#### What to do
Everything from the first line of the records below through the line containing "logger::init_from_config(&config)?;" is to be retyped exactly; leave out the rest.

◇ ◇ ◇ ◇ ◇

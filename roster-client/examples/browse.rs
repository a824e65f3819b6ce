//! Browse both collections of a running roster service
//!
//! ```text
//! ROSTER_API_URL=http://localhost:2200 cargo run -p roster-client --example browse
//! ```

use roster_client::{
    ClientConfig, Department, DepartmentList, Employee, EmployeeList, RestDataSource, logger,
};
use shared::util::format_display_date;

#[tokio::main]
async fn main() -> anyhow::Result<()> {
    let config = ClientConfig::from_env()?;
    logger::init_from_config(&config)?;

    let http = config.build_http_client()?;

    let employees: EmployeeList<_> =
        EmployeeList::new(RestDataSource::<Employee, _>::new(http.clone()), config.page_size);
    employees.activate().await;
    let page = employees.snapshot();
    println!("Employees (page {} of {})", page.page_index + 1, page.total_pages);
    for employee in &page.records {
        println!(
            "  {:>4}  {:<24} {:<28} {:>10}  {}",
            employee.id,
            employee.name,
            employee.email,
            employee.salary,
            format_display_date(employee.date_of_joining)
        );
    }
    if let Some(message) = employees.error_message() {
        println!("  {message}");
    }
    println!("  previous: {}  next: {}", page.can_previous(), page.can_next());

    let departments: DepartmentList<_> =
        DepartmentList::new(RestDataSource::<Department, _>::new(http), config.page_size);
    departments.activate().await;
    let page = departments.snapshot();
    println!("Departments (page {} of {})", page.page_index + 1, page.total_pages);
    for department in &page.records {
        println!("  {:>4}  {:<24} {}", department.id, department.name, department.location);
    }
    if let Some(message) = departments.error_message() {
        println!("  {message}");
    }

    Ok(())
}
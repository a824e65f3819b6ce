// roster-client/tests/membership.rs
// Department memberships of one employee

mod common;

use common::{Failure, Op, ScriptedSource, department, employee};
use roster_client::{ErrorKind, MembershipView, RecordId};
use std::sync::Arc;

#[tokio::test]
async fn test_lists_employee_departments() {
    let mut member = employee(3);
    member.departments = vec![department(1, "Sales"), department(4, "Legal")];
    let source = ScriptedSource::new(vec![employee(1), member]);

    let mut view = MembershipView::new(source, RecordId(3));
    assert!(view.loading());
    assert!(view.departments().is_empty());

    view.load().await;
    assert!(!view.loading());
    assert_eq!(view.employee_name(), Some("Employee 3"));
    let names: Vec<_> = view.departments().iter().map(|d| d.name.as_str()).collect();
    assert_eq!(names, ["Sales", "Legal"]);
    assert!(view.last_error().is_none());
}

#[tokio::test]
async fn test_unknown_employee() {
    let mut view = MembershipView::new(ScriptedSource::new(vec![employee(1)]), RecordId(9));
    view.load().await;

    assert!(!view.loading());
    assert!(view.employee().is_none());
    assert!(view.departments().is_empty());
    assert_eq!(view.last_error(), Some(ErrorKind::FetchFailed));
    assert_eq!(view.error_message().as_deref(), Some("Error fetching employee data"));
}

#[tokio::test]
async fn test_reload_after_outage() {
    let source = Arc::new(ScriptedSource::new(vec![employee(1)]));
    source.fail(Op::Get, Failure::Offline);

    let mut view = MembershipView::new(source.clone(), RecordId(1));
    view.load().await;
    assert_eq!(view.last_error(), Some(ErrorKind::NetworkUnavailable));

    source.recover(Op::Get);
    view.load().await;
    assert!(view.last_error().is_none());
    assert_eq!(view.departments().len(), 1);
    assert_eq!(view.employee_id(), RecordId(1));
}
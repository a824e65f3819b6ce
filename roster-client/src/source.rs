//! Data source adapters
//!
//! A [`DataSource`] is the request/response boundary between a controller
//! and one remote collection. Implementations hold no per-screen state and
//! may be shared between controllers.

use crate::{ClientResult, HttpClient, NetworkHttpClient};
use async_trait::async_trait;
use shared::{Page, Record, RecordId};
use std::marker::PhantomData;
use std::sync::Arc;

/// Remote collection of `R` records
#[async_trait]
pub trait DataSource<R: Record>: Send + Sync {
    /// All records, unpaged
    async fn list(&self) -> ClientResult<Vec<R>>;

    /// One page; `page_index` is zero-based
    async fn list_page(&self, page_index: u32, page_size: u32) -> ClientResult<Page<R>>;

    async fn get(&self, id: RecordId) -> ClientResult<R>;

    async fn create(&self, payload: &R::Payload) -> ClientResult<R>;

    async fn update(&self, id: RecordId, payload: &R::Payload) -> ClientResult<R>;

    async fn delete(&self, id: RecordId) -> ClientResult<()>;
}

#[async_trait]
impl<R: Record, S: DataSource<R> + ?Sized> DataSource<R> for Arc<S> {
    async fn list(&self) -> ClientResult<Vec<R>> {
        (**self).list().await
    }

    async fn list_page(&self, page_index: u32, page_size: u32) -> ClientResult<Page<R>> {
        (**self).list_page(page_index, page_size).await
    }

    async fn get(&self, id: RecordId) -> ClientResult<R> {
        (**self).get(id).await
    }

    async fn create(&self, payload: &R::Payload) -> ClientResult<R> {
        (**self).create(payload).await
    }

    async fn update(&self, id: RecordId, payload: &R::Payload) -> ClientResult<R> {
        (**self).update(id, payload).await
    }

    async fn delete(&self, id: RecordId) -> ClientResult<()> {
        (**self).delete(id).await
    }
}

/// REST adapter over the service's collection endpoints
///
/// ```text
/// GET    {collection}/get
/// GET    {collection}/get-in-batches/{page}/{size}
/// GET    {collection}/getById/{id}
/// POST   {collection}/add
/// PUT    {collection}/update/{id}
/// DELETE {collection}/delete/{id}
/// ```
#[derive(Debug, Clone)]
pub struct RestDataSource<R, H = NetworkHttpClient> {
    http: H,
    _record: PhantomData<fn() -> R>,
}

impl<R: Record, H: HttpClient> RestDataSource<R, H> {
    pub fn new(http: H) -> Self {
        Self {
            http,
            _record: PhantomData,
        }
    }

    pub fn http(&self) -> &H {
        &self.http
    }

    fn path(&self, endpoint: &str) -> String {
        format!("{}/{}", R::COLLECTION, endpoint)
    }
}

#[async_trait]
impl<R: Record, H: HttpClient> DataSource<R> for RestDataSource<R, H> {
    async fn list(&self) -> ClientResult<Vec<R>> {
        self.http.get(&self.path("get")).await
    }

    async fn list_page(&self, page_index: u32, page_size: u32) -> ClientResult<Page<R>> {
        let path = self.path(&format!("get-in-batches/{page_index}/{page_size}"));
        self.http.get(&path).await
    }

    async fn get(&self, id: RecordId) -> ClientResult<R> {
        self.http.get(&self.path(&format!("getById/{id}"))).await
    }

    async fn create(&self, payload: &R::Payload) -> ClientResult<R> {
        self.http.post(&self.path("add"), payload).await
    }

    async fn update(&self, id: RecordId, payload: &R::Payload) -> ClientResult<R> {
        self.http.put(&self.path(&format!("update/{id}")), payload).await
    }

    async fn delete(&self, id: RecordId) -> ClientResult<()> {
        self.http.delete(&self.path(&format!("delete/{id}"))).await
    }
}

◇ ◇ ◇ ◇ ◇

#### Solution for this exercise
filename roster-client/examples/browse.rs
repository a824e65f3819b6ce
//! Browse both collections of a running roster service
//!
//! ```text
//! ROSTER_API_URL=http://localhost:2200 cargo run -p roster-client --example browse
//! ```

use roster_client::{
    ClientConfig, Department, DepartmentList, Employee, EmployeeList, RestDataSource, logger,
};
use shared::util::format_display_date;

#[tokio::main]
async fn main() -> anyhow::Result<()> {
    let config = ClientConfig::from_env()?;
    logger::init_from_config(&config)?;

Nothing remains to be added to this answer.